In the months after 9/11 Vanity Fair featured an Annie Leibovitz cover of George Bush and his team in the Oval Office: Dick Cheney, Condoleezza Rice, Don Rumsfeld, Colin Powell, George Tenet. I went out and bought the magazine and carefully cut out the cover and put it up on my wall. They looked strong, and intelligent, and capable. I felt reassured to see them, and I felt that America had some direction. Watching President Bush give his speech to Congress on September 20th gave me a certain courage and hope that was difficult to find during that time.

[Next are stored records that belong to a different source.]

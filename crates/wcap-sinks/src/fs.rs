//! Per-day image files under the output root

use anyhow::Result;
use std::io::ErrorKind;
use std::path::{Path, PathBuf};
use std::sync::atomic::{AtomicI64, Ordering};
use tokio::fs;
use tokio::io::AsyncWriteExt;
use tracing::{debug, instrument};
use wcap_core::{CaptureRecord, CaptureSink};

use crate::{date_key, SinkError, SinkResult};

/// Writes `<root>/images/YYYY-MM-DD/HH-MM-SS.<ext>`
pub struct FsSink {
    images: PathBuf,
    written: AtomicI64,
}

impl FsSink {
    pub fn new<P: AsRef<Path>>(root: P) -> Self {
        Self {
            images: root.as_ref().join("images"),
            written: AtomicI64::new(0),
        }
    }

    pub fn images_dir(&self) -> &Path {
        &self.images
    }

    /// Where `record` is written
    pub fn path_for(&self, record: &CaptureRecord) -> PathBuf {
        let file = format!(
            "{}.{}",
            record.capture_time().format("%H-%M-%S"),
            extension(&record.image_format)
        );
        self.images.join(date_key(record.capture_date())).join(file)
    }

    async fn write(&self, record: &CaptureRecord) -> SinkResult<PathBuf> {
        let path = self.path_for(record);
        if let Some(dir) = path.parent() {
            fs::create_dir_all(dir).await?;
        }

        let mut file = match fs::OpenOptions::new().write(true).create_new(true).open(&path).await {
            Ok(file) => file,
            Err(e) if e.kind() == ErrorKind::AlreadyExists => {
                return Err(SinkError::Duplicate {
                    date: record.capture_date(),
                    time: record.capture_time(),
                })
            }
            Err(e) => return Err(e.into()),
        };
        file.write_all(&record.image).await?;
        file.flush().await?;
        Ok(path)
    }
}

fn extension(format: &str) -> &str {
    match format {
        "jpeg" | "jpg" => "jpg",
        "" => "bin",
        other => other,
    }
}

#[async_trait::async_trait]
impl CaptureSink for FsSink {
    fn name(&self) -> &str {
        "filesystem"
    }

    #[instrument(skip(self, record), fields(captured_at = %record.captured_at))]
    async fn store(&self, record: &CaptureRecord) -> Result<i64> {
        let path = self.write(record).await?;
        let id = self.written.fetch_add(1, Ordering::SeqCst) + 1;
        debug!(id, path = %path.display(), bytes = record.image.len(), "Capture image written");
        Ok(id)
    }
}

#[cfg(test)]
mod tests {
    use super::*;
    use crate::test_support::both;

    #[tokio::test]
    async fn test_writes_per_day_layout() {
        let dir = tempfile::tempdir().unwrap();
        let sink = FsSink::new(dir.path());
        let record = both("2024-12-15 10:20:30");

        let id = sink.store(&record).await.unwrap();

        assert_eq!(id, 1);
        let path = dir.path().join("images").join("2024-12-15").join("10-20-30.jpg");
        assert_eq!(sink.path_for(&record), path);
        assert_eq!(std::fs::read(&path).unwrap(), record.image);
    }

    #[tokio::test]
    async fn test_counter_increases() {
        let dir = tempfile::tempdir().unwrap();
        let sink = FsSink::new(dir.path());
        assert_eq!(sink.store(&both("2024-12-15 10:20:30")).await.unwrap(), 1);
        assert_eq!(sink.store(&both("2024-12-15 10:30:30")).await.unwrap(), 2);
        assert_eq!(sink.store(&both("2024-12-16 00:00:00")).await.unwrap(), 3);
    }

    #[tokio::test]
    async fn test_existing_file_is_a_duplicate() {
        let dir = tempfile::tempdir().unwrap();
        let sink = FsSink::new(dir.path());
        sink.store(&both("2024-12-15 10:20:30")).await.unwrap();

        let err = sink.store(&both("2024-12-15 10:20:30")).await.unwrap_err();
        assert!(matches!(err.downcast_ref::<SinkError>(), Some(SinkError::Duplicate { .. })));
    }

    #[test]
    fn test_extension() {
        assert_eq!(extension("jpeg"), "jpg");
        assert_eq!(extension("png"), "png");
    }
}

And yet now, of course, that sense of hope and unity is scattered to the wind. Every name I listed above is now weighed down by a litany of errors, mistakes, and examples of striking incompetence. What we are doing in Iraq is simply wasteful, of so much: the lives of our soldiers; the existing Iraqi society, which is now ripped to shreds; the good faith so many decent Iraqis placed in us; and the goodwill of the international community that buoyed us when we were at our lowest.

And yet - John McCain is out there advocating for more troops, more strength, and a longer commitment in Iraq. And the damned thing is, I think he's right: if we expect to pull any kind of success out of this debacle, we have to stick it through. But his problem, and the president's, is that our nation has lost the will for the fight, and for good reason. Once the president gets out of office, he will spend the rest of his life justifying and defending this war, and trying to come up with a narrative to vindicate his own errors. John McCain, I think, is acting honestly right now, with integrity. He's not pandering to anyone, because no one agrees with him; but he is insisting on this course, and staking his political future on it, because he thinks it's the right thing to do. And for that reason, I think what he is doing is an incredibly noble thing.

I'm a bit worked up now from reading Newsweek late at night. And at this hour of the morning I'm telling you I can see the threads binding this Imus debacle to our national fatigue with Iraq to the Duke lacrosse scandal to what happened at Virginia Tech today. Maybe all of those elements reveal a certain lack of honesty in our society, a coarseness, a cruelty, a rush to judgment, a lack of deliberation.

Oh Lord, we need a change right now. The national grief that we're about to endure - we've endured it before. The jockeying of the politicians, the race cards thrown down with such glee by all sides, the lies we've grown accustomed to, the parsed language that says nothing at all, the relentless sense of entropy...! I've had it.

I think this country is anticipating the next election because we are desperate for a change, desperate for a signal of different things to come. I voted for John McCain in the Virginia primary seven years ago, but I think his moment has passed. I am tired of the Bush/Clinton seesaw, where one half of the country violently hates our president for four or eight years, and then we switch. If Chuck Hagel can jump in the mix, and get the Republicans to pull their heads out of their butts about evolution, stem cells, gay marriage, and other issues, I might look to him. But to be honest, right now I feel the language and unity and hope and fresh air of Barack Obama is exactly the remedy this country needs.

So, in this dark night - as the last shreds of a nor'easter bluster outside the window, as the carnage burns in Iraq, as thirty-some families mourn the loss of their kids and spouses in Blacksburg, as the professional screamers and sycophants in our society sleep in preparation for another day of meaningless combat, as we all get another night older - I'm voting Obama for president. May the election come tomorrow.